Sie starren einander immer noch an, als plötzlich, wie aus kilometerweiter Ferne, ein Ruf an ihr Ohr dringt: «Ruth!»
Sir Roderick gerät kurzzeitig aus dem Konzept. Als er sich von ihr abwendet, schreit Ruth, so laut sie kann: «Hilfe!» Doch ihre Stimme verhallt nutzlos, verschluckt von der Nebelwand. Sir Roderick wirbelt wieder zu ihr herum, und Ruth reißt den Arm nach oben und schlägt ihm die Pistole aus der Hand.
«Drecksau!», faucht Sir Roderick und holt aus, um ihr wieder ins Gesicht zu schlagen. Doch Ruth liegt bereits auf den Knien und sucht nach der Pistole. Sie sieht nichts, ist sich aber sicher, dass sie hier irgendwo sein muss. Ihre Finger ertasten eine Plane, gebohnerte Holzbohlen, einen Messinggriff und dann, wie durch ein Wunder, den kalten Metalllauf. Sie springt wieder auf die Füße und richtet die Waffe auf Sir Roderick.
«Bleiben Sie weg von mir, sonst schieße ich.»
Sir Roderick lacht, ein echtes, lautes Lachen diesmal, das einer lebenslangen Verachtung für Frauen entspringen muss.
«Schießen! Weiber können doch nicht schießen.»
Ruth drückt ab.
Es war Nelson, der sie beim Namen gerufen hat. Als der erste Schuss fiel, hat er wie besessen in den Nebel hineingebrüllt, obwohl er keine Vorstellung hat, wo das Geräusch herkam. Dann ruft Cathbad plötzlich: «Achtung!», und vor ihnen taucht die Lady Annabelle aus dem Nebel auf und hält direkt auf sie zu. Sonst ein kleines Boot, wirkt sie nun gewaltig groß, ein riesiger schwarzer Schatten, schweigend und bedrohlich.

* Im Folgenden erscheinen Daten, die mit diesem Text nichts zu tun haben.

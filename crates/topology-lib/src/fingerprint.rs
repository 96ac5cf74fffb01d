//! Loss fingerprint construction
//!
//! A fingerprint is the normalized loss series of one cell. The builder
//! pulls one per listed cell; cells whose series cannot be read keep an
//! empty fingerprint rather than being dropped.

use crate::error::SourceError;
use crate::models::CellId;
use crate::source::{series_or_empty, TelemetrySource, SIGNAL_LOSS};
use serde::ser::{Serialize, SerializeMap, Serializer};

/// Ordered mapping from cell identifier to loss fingerprint
#[derive(Debug, Clone, Default, PartialEq)]
pub struct Fingerprints {
    cells: Vec<CellId>,
    series: Vec<Vec<f64>>,
}

impl Fingerprints {
    /// Build from explicit `(cell, series)` pairs, keeping their order
    ///
    /// A repeated cell identifier keeps its first position and takes the
    /// last series given for it.
    pub fn from_pairs<I, C>(pairs: I) -> Self
    where
        I: IntoIterator<Item = (C, Vec<f64>)>,
        C: Into<CellId>,
    {
        let mut fingerprints = Self::default();
        for (cell, series) in pairs {
            let cell = cell.into();
            match fingerprints.cells.iter().position(|c| *c == cell) {
                Some(idx) => fingerprints.series[idx] = series,
                None => {
                    fingerprints.cells.push(cell);
                    fingerprints.series.push(series);
                }
            }
        }
        fingerprints
    }

    pub fn cells(&self) -> &[CellId] {
        &self.cells
    }

    pub fn get(&self, cell: &str) -> Option<&[f64]> {
        self.cells
            .iter()
            .position(|c| c == cell)
            .map(|idx| self.series[idx].as_slice())
    }

    pub fn series_at(&self, idx: usize) -> &[f64] {
        &self.series[idx]
    }

    pub fn iter(&self) -> impl Iterator<Item = (&str, &[f64])> {
        self.cells
            .iter()
            .zip(&self.series)
            .map(|(c, s)| (c.as_str(), s.as_slice()))
    }

    pub fn len(&self) -> usize {
        self.cells.len()
    }

    pub fn is_empty(&self) -> bool {
        self.cells.is_empty()
    }

    /// Number of cells with an empty fingerprint
    pub fn empty_count(&self) -> usize {
        self.series.iter().filter(|s| s.is_empty()).count()
    }
}

/// Serializes as a JSON object keyed by cell, in cell order
impl Serialize for Fingerprints {
    fn serialize<S: Serializer>(&self, serializer: S) -> Result<S::Ok, S::Error> {
        let mut map = serializer.serialize_map(Some(self.cells.len()))?;
        for (cell, series) in self.iter() {
            map.serialize_entry(cell, series)?;
        }
        map.end()
    }
}

/// Builds loss fingerprints from a telemetry source
pub struct FingerprintBuilder<'a> {
    source: &'a dyn TelemetrySource,
}

impl<'a> FingerprintBuilder<'a> {
    pub fn new(source: &'a dyn TelemetrySource) -> Self {
        Self { source }
    }

    /// Build fingerprints for every cell the source lists
    pub fn build(&self) -> Result<Fingerprints, SourceError> {
        let cells = self.source.list_cells()?;
        Ok(self.build_for(&cells))
    }

    /// Build fingerprints for an already listed set of cells
    pub fn build_for(&self, cells: &[CellId]) -> Fingerprints {
        Fingerprints::from_pairs(cells.iter().map(|cell| {
            let series = series_or_empty(self.source.loss_series(cell), cell, SIGNAL_LOSS);
            (cell.clone(), series)
        }))
    }
}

«Ruth!», brüllt Nelson erneut.
Er hört eine Stimme antworten, kann aber nicht verstehen, was sie sagt. Dann fällt er selbst fast über Bord, als Max hektisch nach links steuert, um dem größeren Schiff auszuweichen.
«Was hat er denn vor?», brüllt Nelson, das Gesicht nass von der Gischt.
«Ich glaube, da ist keiner mehr am Ruder», ruft Max zurück.
Ist Sir Roderick etwa tot? Oder ringt er gerade jetzt verzweifelt mit Ruth? Den Gedanken, dass Ruth tot sein könnte, darf Nelson sich nicht erlauben. Ruth und seine namenlose, unbekannte Tochter.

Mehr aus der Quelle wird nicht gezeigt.